• [Requirement]
The line containing "fn default_debt_thresholds() ->" marks the end: restate word for word every line from the first line of the entries below through that one.

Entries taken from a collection
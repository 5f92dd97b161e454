use chrono::NaiveDate;
use rust_decimal::Decimal;
use serde::{Deserialize, Serialize};

use crate::error::LedgerError;

// ---------------------------------------------------------------------------
// Top-level config
// ---------------------------------------------------------------------------

/// Engine settings. Every section is optional and falls back to the defaults below.
#[derive(Debug, Clone, Default, PartialEq, Serialize, Deserialize)]
pub struct EngineConfig {
    /// Split basis for share normalization. When unset, the latest date present
    /// in either the snapshot store or the event log is used.
    #[serde(default)]
    pub split_basis_date: Option<NaiveDate>,
    #[serde(default)]
    pub tolerance: ToleranceConfig,
    #[serde(default)]
    pub verification: VerificationConfig,
    #[serde(default)]
    pub schedule: ScheduleConfig,
}

// ---------------------------------------------------------------------------
// Tolerance
// ---------------------------------------------------------------------------

/// Relative discrepancy bands: `|pct| <= warn` passes, `|pct| <= fail` warns.
#[derive(Debug, Clone, Copy, PartialEq, Serialize, Deserialize)]
pub struct Thresholds {
    pub warn: Decimal,
    pub fail: Decimal,
}

impl Thresholds {
    pub const fn new(warn: Decimal, fail: Decimal) -> Self {
        Self { warn, fail }
    }
}

/// Shares get wide bands: option exercises, conversions and private placements
/// never appear in the event log. Debt gets tight bands: issuances are reliably
/// disclosed and the residual is discount/premium amortization.
#[derive(Debug, Clone, Copy, PartialEq, Serialize, Deserialize)]
pub struct ToleranceConfig {
    #[serde(default = "default_share_thresholds")]
    pub shares: Thresholds,
    #[serde(default = "default_debt_thresholds")]
    pub debt: Thresholds,
}

fn default_share_thresholds() -> Thresholds {
    Thresholds::new(Decimal::new(10, 2), Decimal::new(30, 2))
}

fn default_debt_thresholds() -> Thresholds {
    Thresholds::new(Decimal::new(5, 2), Decimal::new(20, 2))
}

impl Default for ToleranceConfig {
    fn default() -> Self {
        Self {
            shares: default_share_thresholds(),
            debt: default_debt_thresholds(),
        }
    }
}

// ---------------------------------------------------------------------------
// Verification + Schedule
// ---------------------------------------------------------------------------

#[derive(Debug, Clone, Copy, PartialEq, Serialize, Deserialize)]
pub struct VerificationConfig {
    /// Period start used for the first anchor, which has no predecessor.
    #[serde(default = "default_epoch")]
    pub epoch: NaiveDate,
}

fn default_epoch() -> NaiveDate {
    NaiveDate::from_ymd_opt(2020, 1, 1).unwrap_or(NaiveDate::MIN)
}

impl Default for VerificationConfig {
    fn default() -> Self {
        Self { epoch: default_epoch() }
    }
}

#[derive(Debug, Clone, Copy, PartialEq, Eq, Serialize, Deserialize)]
pub struct ScheduleConfig {
    /// Days-until-due at or below which an obligation is `due-soon`.
    #[serde(default = "default_due_soon_days")]
    pub due_soon_days: u32,
    /// Horizon for counting near-term maturities in the schedule summary.
    #[serde(default = "default_near_term_months")]
    pub near_term_months: u32,
}

fn default_due_soon_days() -> u32 {
    90
}

fn default_near_term_months() -> u32 {
    24
}

impl Default for ScheduleConfig {
    fn default() -> Self {
        Self {
            due_soon_days: default_due_soon_days(),
            near_term_months: default_near_term_months(),
        }
    }
}

// ---------------------------------------------------------------------------
// Parse + Validate
// ---------------------------------------------------------------------------

impl EngineConfig {
    pub fn from_toml(input: &str) -> Result<Self, LedgerError> {
        let config: EngineConfig =
            toml::from_str(input).map_err(|e| LedgerError::ConfigParse(e.to_string()))?;
        config.validate()?;
        Ok(config)
    }

    pub fn validate(&self) -> Result<(), LedgerError> {
        for (name, t) in [("shares", &self.tolerance.shares), ("debt", &self.tolerance.debt)] {
            if t.warn.is_sign_negative() || t.fail.is_sign_negative() {
                return Err(LedgerError::ConfigValidation(format!(
                    "tolerance.{name}: thresholds must be non-negative"
                )));
            }
            if t.warn > t.fail {
                return Err(LedgerError::ConfigValidation(format!(
                    "tolerance.{name}: warn ({}) must not exceed fail ({})",
                    t.warn, t.fail
                )));
            }
        }

        if self.schedule.near_term_months == 0 {
            return Err(LedgerError::ConfigValidation(
                "schedule.near_term_months must be at least 1".into(),
            ));
        }

        Ok(())
    }
}

// ---------------------------------------------------------------------------
// Tests
// ---------------------------------------------------------------------------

• [Exercise output]
repository 5f92dd97b161e454
use chrono::NaiveDate;
use rust_decimal::Decimal;
use serde::{Deserialize, Serialize};

use crate::error::LedgerError;

// ---------------------------------------------------------------------------
// Top-level config
// ---------------------------------------------------------------------------

/// Engine settings. Every section is optional and falls back to the defaults below.
#[derive(Debug, Clone, Default, PartialEq, Serialize, Deserialize)]
pub struct EngineConfig {
    /// Split basis for share normalization. When unset, the latest date present
    /// in either the snapshot store or the event log is used.
    #[serde(default)]
    pub split_basis_date: Option<NaiveDate>,
    #[serde(default)]
    pub tolerance: ToleranceConfig,
    #[serde(default)]
    pub verification: VerificationConfig,
    #[serde(default)]
    pub schedule: ScheduleConfig,
}

// ---------------------------------------------------------------------------
// Tolerance
// ---------------------------------------------------------------------------

/// Relative discrepancy bands: `|pct| <= warn` passes, `|pct| <= fail` warns.
#[derive(Debug, Clone, Copy, PartialEq, Serialize, Deserialize)]
pub struct Thresholds {
    pub warn: Decimal,
    pub fail: Decimal,
}

impl Thresholds {
    pub const fn new(warn: Decimal, fail: Decimal) -> Self {
        Self { warn, fail }
    }
}

/// Shares get wide bands: option exercises, conversions and private placements
/// never appear in the event log. Debt gets tight bands: issuances are reliably
/// disclosed and the residual is discount/premium amortization.
#[derive(Debug, Clone, Copy, PartialEq, Serialize, Deserialize)]
pub struct ToleranceConfig {
    #[serde(default = "default_share_thresholds")]
    pub shares: Thresholds,
    #[serde(default = "default_debt_thresholds")]
    pub debt: Thresholds,
}

fn default_share_thresholds() -> Thresholds {
    Thresholds::new(Decimal::new(10, 2), Decimal::new(30, 2))
}

fn default_debt_thresholds() -> Thresholds {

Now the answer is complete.